- [Your instructions]
Take the records below and print them verbatim up to and including the line that carries "to the instance".

- [Data for analysis]
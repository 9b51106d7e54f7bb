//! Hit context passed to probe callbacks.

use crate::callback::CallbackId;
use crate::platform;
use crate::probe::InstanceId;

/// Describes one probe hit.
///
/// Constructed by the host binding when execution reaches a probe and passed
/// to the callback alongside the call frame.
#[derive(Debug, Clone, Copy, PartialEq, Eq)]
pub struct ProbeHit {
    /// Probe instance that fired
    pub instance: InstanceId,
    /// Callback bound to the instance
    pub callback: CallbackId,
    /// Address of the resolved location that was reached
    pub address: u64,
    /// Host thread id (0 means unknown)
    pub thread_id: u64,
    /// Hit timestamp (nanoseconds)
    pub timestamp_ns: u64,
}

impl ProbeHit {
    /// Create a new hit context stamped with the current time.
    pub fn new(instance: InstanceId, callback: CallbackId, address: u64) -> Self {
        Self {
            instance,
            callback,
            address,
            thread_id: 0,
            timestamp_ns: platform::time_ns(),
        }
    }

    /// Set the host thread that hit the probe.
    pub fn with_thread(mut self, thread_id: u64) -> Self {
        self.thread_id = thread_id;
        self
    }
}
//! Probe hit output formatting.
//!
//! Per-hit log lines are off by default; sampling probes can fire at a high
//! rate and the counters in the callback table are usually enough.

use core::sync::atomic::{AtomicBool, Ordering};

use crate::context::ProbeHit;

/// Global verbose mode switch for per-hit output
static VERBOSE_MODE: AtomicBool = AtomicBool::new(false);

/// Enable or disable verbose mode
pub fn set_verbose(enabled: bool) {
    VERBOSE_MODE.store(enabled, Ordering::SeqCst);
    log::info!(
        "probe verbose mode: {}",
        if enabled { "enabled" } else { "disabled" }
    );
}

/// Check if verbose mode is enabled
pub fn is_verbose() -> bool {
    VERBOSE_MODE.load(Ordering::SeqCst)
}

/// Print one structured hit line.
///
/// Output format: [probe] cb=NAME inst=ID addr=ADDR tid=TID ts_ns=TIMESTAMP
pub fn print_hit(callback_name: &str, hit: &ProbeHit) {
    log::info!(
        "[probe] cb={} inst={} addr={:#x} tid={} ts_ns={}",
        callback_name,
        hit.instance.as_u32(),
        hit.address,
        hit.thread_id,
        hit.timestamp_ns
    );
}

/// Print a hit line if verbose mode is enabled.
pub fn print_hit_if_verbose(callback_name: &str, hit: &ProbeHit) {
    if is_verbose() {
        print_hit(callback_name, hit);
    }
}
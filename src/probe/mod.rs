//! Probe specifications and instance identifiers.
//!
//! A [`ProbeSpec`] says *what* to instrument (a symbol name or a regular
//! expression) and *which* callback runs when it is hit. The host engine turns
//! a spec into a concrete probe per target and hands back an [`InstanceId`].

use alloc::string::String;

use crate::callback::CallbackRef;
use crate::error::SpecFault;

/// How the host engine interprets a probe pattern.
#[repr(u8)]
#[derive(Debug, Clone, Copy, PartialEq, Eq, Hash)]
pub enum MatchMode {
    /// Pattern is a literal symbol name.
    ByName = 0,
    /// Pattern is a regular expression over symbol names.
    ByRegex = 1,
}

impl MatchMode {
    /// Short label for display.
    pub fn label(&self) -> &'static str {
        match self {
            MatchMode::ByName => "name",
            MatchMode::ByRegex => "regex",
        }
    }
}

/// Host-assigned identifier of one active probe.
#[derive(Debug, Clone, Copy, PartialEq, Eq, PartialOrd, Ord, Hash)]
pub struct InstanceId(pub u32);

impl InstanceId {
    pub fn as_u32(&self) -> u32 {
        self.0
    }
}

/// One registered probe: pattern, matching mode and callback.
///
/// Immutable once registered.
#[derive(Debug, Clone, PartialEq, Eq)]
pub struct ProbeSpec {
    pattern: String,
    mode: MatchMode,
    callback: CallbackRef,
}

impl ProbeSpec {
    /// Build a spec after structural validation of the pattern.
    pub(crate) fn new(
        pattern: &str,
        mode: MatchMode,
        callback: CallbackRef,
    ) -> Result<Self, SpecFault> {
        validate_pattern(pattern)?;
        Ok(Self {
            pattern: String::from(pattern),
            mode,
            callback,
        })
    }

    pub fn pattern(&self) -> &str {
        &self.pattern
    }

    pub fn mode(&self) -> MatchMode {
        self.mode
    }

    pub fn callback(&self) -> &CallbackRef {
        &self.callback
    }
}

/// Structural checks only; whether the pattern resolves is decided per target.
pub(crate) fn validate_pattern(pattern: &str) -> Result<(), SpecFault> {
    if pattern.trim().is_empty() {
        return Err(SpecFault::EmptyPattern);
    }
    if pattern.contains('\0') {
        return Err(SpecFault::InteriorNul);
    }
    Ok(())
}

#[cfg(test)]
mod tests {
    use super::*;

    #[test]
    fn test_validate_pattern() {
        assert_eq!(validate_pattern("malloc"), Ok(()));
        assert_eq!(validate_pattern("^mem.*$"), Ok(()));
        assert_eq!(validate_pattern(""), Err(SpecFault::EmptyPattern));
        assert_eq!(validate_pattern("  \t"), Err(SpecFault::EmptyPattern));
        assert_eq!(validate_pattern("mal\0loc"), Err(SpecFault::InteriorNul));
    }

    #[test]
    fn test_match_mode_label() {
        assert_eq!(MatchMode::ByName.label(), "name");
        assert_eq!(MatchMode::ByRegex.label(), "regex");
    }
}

- [Answer to the exercise]
repository 9b51106d7e54f7bb
//! Hit context passed to probe callbacks.

use crate::callback::CallbackId;
use crate::platform;
use crate::probe::InstanceId;

/// Describes one probe hit.
///
/// Constructed by the host binding when execution reaches a probe and passed
/// to the callback alongside the call frame.
#[derive(Debug, Clone, Copy, PartialEq, Eq)]
pub struct ProbeHit {
    /// Probe instance that fired
    pub instance: InstanceId,
    /// Callback bound to the instance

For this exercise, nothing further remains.